Es reicht. Wenn man sich die Nachrichten der letzten Tage ansieht, kann man sich des Eindrucks nicht erwehren, dass der Rechtsstaat in diesem Land endgültig kapituliert hat: Zwei Jugendliche – und es waren nicht Paul und Peter- vergewaltigen mutmaßlich eine 17-Jährige- und dürfen abends schon wieder heim. Ein Iraker ballert elf Kugeln in ein Wohnhaus, gefährdet Dutzende – und spaziert trotz Vorstrafen und Geständnis frei rum.
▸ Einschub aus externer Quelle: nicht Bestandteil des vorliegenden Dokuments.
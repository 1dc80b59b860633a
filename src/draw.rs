use image::{GrayImage, Luma, Rgba, RgbaImage};

/// Axis-aligned rectangle with inclusive pixel bounds on both ends.
#[derive(Debug, Clone, Copy, PartialEq, Eq)]
pub struct Rect {
    pub x0: i64,
    pub y0: i64,
    pub x1: i64,
    pub y1: i64,
}

impl Rect {
    pub fn new(x0: i64, y0: i64, x1: i64, y1: i64) -> Self {
        Rect { x0, y0, x1, y1 }
    }
}

/// Fill a rectangle, clamped to the image bounds. Coordinates may lie outside
/// the image or be negative; only the overlapping pixels are painted.
pub fn fill_rect(img: &mut RgbaImage, r: Rect, color: Rgba<u8>) {
    let (w, h) = img.dimensions();
    let x_lo = r.x0.max(0);
    let y_lo = r.y0.max(0);
    let x_hi = r.x1.min(w as i64 - 1);
    let y_hi = r.y1.min(h as i64 - 1);
    for y in y_lo..=y_hi {
        for x in x_lo..=x_hi {
            img.put_pixel(x as u32, y as u32, color);
        }
    }
}

fn clamp_radius(r: Rect, radius: i64) -> i64 {
    radius.min((r.x1 - r.x0) / 2).min((r.y1 - r.y0) / 2)
}

/// True when (x, y) lies inside the rectangle with its four corners replaced
/// by quarter-circle arcs of radius `rad`. `rad` must already be clamped.
fn rounded_contains(r: Rect, rad: i64, x: i64, y: i64) -> bool {
    if x < r.x0 || x > r.x1 || y < r.y0 || y > r.y1 {
        return false;
    }
    let cx = if x < r.x0 + rad {
        r.x0 + rad
    } else if x > r.x1 - rad {
        r.x1 - rad
    } else {
        return true;
    };
    let cy = if y < r.y0 + rad {
        r.y0 + rad
    } else if y > r.y1 - rad {
        r.y1 - rad
    } else {
        return true;
    };
    let dx = x - cx;
    let dy = y - cy;
    dx * dx + dy * dy <= rad * rad
}

/// Fill a rounded rectangle. A non-positive radius (after clamping to half the
/// shorter side) degenerates to a plain filled rectangle.
pub fn fill_rounded_rect(img: &mut RgbaImage, r: Rect, radius: i64, color: Rgba<u8>) {
    let rad = clamp_radius(r, radius);
    if rad <= 0 {
        fill_rect(img, r, color);
        return;
    }
    let (w, h) = img.dimensions();
    let x_lo = r.x0.max(0);
    let y_lo = r.y0.max(0);
    let x_hi = r.x1.min(w as i64 - 1);
    let y_hi = r.y1.min(h as i64 - 1);
    for y in y_lo..=y_hi {
        for x in x_lo..=x_hi {
            if rounded_contains(r, rad, x, y) {
                img.put_pixel(x as u32, y as u32, color);
            }
        }
    }
}

/// Single-channel mask for the same rounded-rectangle geometry: 255 inside,
/// 0 outside.
pub fn rounded_rect_mask(width: u32, height: u32, r: Rect, radius: i64) -> GrayImage {
    let mut mask = GrayImage::new(width, height);
    let rad = clamp_radius(r, radius);
    for (x, y, px) in mask.enumerate_pixels_mut() {
        let inside = if rad <= 0 {
            let (x, y) = (x as i64, y as i64);
            x >= r.x0 && x <= r.x1 && y >= r.y0 && y <= r.y1
        } else {
            rounded_contains(r, rad, x as i64, y as i64)
        };
        if inside {
            *px = Luma([255]);
        }
    }
    mask
}

/// Replace the image's alpha channel with the mask wholesale. Both buffers
/// must have the same dimensions.
pub fn apply_alpha_mask(img: &mut RgbaImage, mask: &GrayImage) {
    debug_assert_eq!(img.dimensions(), mask.dimensions());
    for (x, y, px) in img.enumerate_pixels_mut() {
        px.0[3] = mask.get_pixel(x, y).0[0];
    }
}

#[cfg(test)]
mod tests {
    use super::*;

    const WHITE: Rgba<u8> = Rgba([255, 255, 255, 255]);

    fn painted(img: &RgbaImage, x: i64, y: i64) -> bool {
        img.get_pixel(x as u32, y as u32).0[3] != 0
    }

    #[test]
    fn zero_radius_is_plain_rect() {
        let mut img = RgbaImage::new(64, 64);
        fill_rounded_rect(&mut img, Rect::new(10, 10, 50, 40), 0, WHITE);
        let mut reference = RgbaImage::new(64, 64);
        fill_rect(&mut reference, Rect::new(10, 10, 50, 40), WHITE);
        assert_eq!(img.as_raw(), reference.as_raw());
    }

    #[test]
    fn corners_are_cut_out() {
        let mut img = RgbaImage::new(64, 64);
        fill_rounded_rect(&mut img, Rect::new(10, 10, 50, 50), 10, WHITE);
        // bbox corners fall outside the quarter-circle arcs
        assert!(!painted(&img, 10, 10));
        assert!(!painted(&img, 50, 10));
        assert!(!painted(&img, 10, 50));
        assert!(!painted(&img, 50, 50));
        // arc centers and the middle are inside
        assert!(painted(&img, 20, 20));
        assert!(painted(&img, 30, 30));
        // edge midpoints are flat sections
        assert!(painted(&img, 30, 10));
        assert!(painted(&img, 10, 30));
    }

    #[test]
    fn radius_clamped_to_half_shorter_side() {
        let mut large = RgbaImage::new(64, 64);
        fill_rounded_rect(&mut large, Rect::new(10, 10, 50, 30), 100, WHITE);
        let mut clamped = RgbaImage::new(64, 64);
        fill_rounded_rect(&mut clamped, Rect::new(10, 10, 50, 30), 10, WHITE);
        assert_eq!(large.as_raw(), clamped.as_raw());
    }

    #[test]
    fn fill_rect_clamps_to_image() {
        let mut img = RgbaImage::new(16, 16);
        fill_rect(&mut img, Rect::new(-5, -5, 20, 20), WHITE);
        for px in img.pixels() {
            assert_eq!(*px, WHITE);
        }
    }

    #[test]
    fn mask_matches_fill_geometry() {
        let bounds = Rect::new(4, 4, 59, 59);
        let mut img = RgbaImage::new(64, 64);
        fill_rounded_rect(&mut img, bounds, 12, WHITE);
        let mask = rounded_rect_mask(64, 64, bounds, 12);
        for (x, y, px) in img.enumerate_pixels() {
            let expected = if px.0[3] != 0 { 255 } else { 0 };
            assert_eq!(mask.get_pixel(x, y).0[0], expected, "mismatch at {x},{y}");
        }
    }

    #[test]
    fn alpha_mask_replaces_alpha() {
        let mut img = RgbaImage::from_pixel(8, 8, Rgba([10, 20, 30, 255]));
        let mask = rounded_rect_mask(8, 8, Rect::new(2, 2, 5, 5), 0);
        apply_alpha_mask(&mut img, &mask);
        assert_eq!(img.get_pixel(0, 0).0[3], 0);
        assert_eq!(img.get_pixel(3, 3).0[3], 255);
        // color channels untouched
        assert_eq!(&img.get_pixel(0, 0).0[..3], &[10, 20, 30]);
    }
}
use image::{Rgba, RgbaImage};

use crate::draw::{self, Rect};
use crate::glyphs;

pub const MASTER_SIZE: u32 = 1024;

pub const BACKGROUND: Rgba<u8> = Rgba([28, 28, 28, 255]);
pub const TEXT_COLOR: Rgba<u8> = Rgba([235, 230, 210, 255]);

/// Warm retro gradient, top to bottom.
pub const STRIPE_COLORS: [[u8; 3]; 6] = [
    [210, 60, 50],
    [230, 130, 50],
    [240, 195, 55],
    [160, 200, 80],
    [60, 175, 160],
    [50, 130, 170],
];

/// Render the master icon: rounded dark background, six stripes, and the
/// "WALL" / "CRAFT" block text, clipped to rounded corners. Pure function of
/// the constants above, so output is bit-identical across runs.
pub fn generate_icon(size: u32) -> RgbaImage {
    let s = size as i64;
    // all geometry is proportional to the master size, truncated to pixels
    let frac = |f: f32| (size as f32 * f) as i64;

    let mut img = RgbaImage::new(size, size);

    let margin = frac(0.02);
    let corner_r = frac(0.18);
    let bounds = Rect::new(margin, margin, s - margin, s - margin);

    draw::fill_rounded_rect(&mut img, bounds, corner_r, BACKGROUND);

    let stripe_left = margin + frac(0.08);
    let stripe_right = s - margin - frac(0.08);
    let stripe_top = margin + frac(0.08);
    let zone_h = frac(0.38);
    let n = STRIPE_COLORS.len() as i64;
    let gap = frac(0.018);
    let stripe_h = (zone_h - (n - 1) * gap) / n;
    let stripe_r = frac(0.012);

    for (i, c) in STRIPE_COLORS.iter().enumerate() {
        let sy = stripe_top + i as i64 * (stripe_h + gap);
        let stripe = Rect::new(stripe_left, sy, stripe_right, sy + stripe_h);
        draw::fill_rounded_rect(&mut img, stripe, stripe_r, Rgba([c[0], c[1], c[2], 255]));
    }

    // Both text lines span exactly the stripe width: "CRAFT" fixes the letter
    // width, "WALL" reuses it with wider spacing filling the remainder.
    let text_top = stripe_top + zone_h + frac(0.05);
    let span = stripe_right - stripe_left;
    let char_h = frac(0.17);

    let craft_char_w = (span as f32 / (5.0 + 4.0 * 0.35)) as i64;
    let craft_spacing = (span - 5 * craft_char_w) / 4;
    let wall_char_w = craft_char_w;
    let wall_spacing = (span - 4 * wall_char_w) / 3;

    let wall_y = text_top;
    let craft_y = text_top + char_h + frac(0.03);

    glyphs::draw_text_left(
        &mut img, "WALL", stripe_left, wall_y, wall_char_w, char_h, wall_spacing, TEXT_COLOR,
    );
    glyphs::draw_text_left(
        &mut img, "CRAFT", stripe_left, craft_y, craft_char_w, char_h, craft_spacing, TEXT_COLOR,
    );

    let mask = draw::rounded_rect_mask(size, size, bounds, corner_r);
    draw::apply_alpha_mask(&mut img, &mask);

    img
}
In Böblingen folgte am späten Abend des 16. März 2026 eine 17-Jährige mit Freunden einem Konzertbesuch. Auf dem Gelände eines Flugplatzes drängten zwei „Jugendliche“ – 14 und 16 Jahre alt – das Mädchen in eine Toilettenkabine. Mindestens einer der beiden soll sich dort an ihr sexuell vergangen haben, bis Passanten die Situation beendeten. Die Polizei nahm die Tatverdächtigen vorläufig fest, stellte Ermittlungen wegen Vergewaltigung an – und setzte beide noch am selben Tag wieder auf freien Fuß. Die Begründung, die wieder einmal einen nur fassungslos zurücklässt: Es lägen keine ausreichenden Haftgründe vor. Keine Untersuchungshaft, obwohl ein schwerer Eingriff in die körperliche und seelische Unversehrtheit einer Jugendlichen vorliegt.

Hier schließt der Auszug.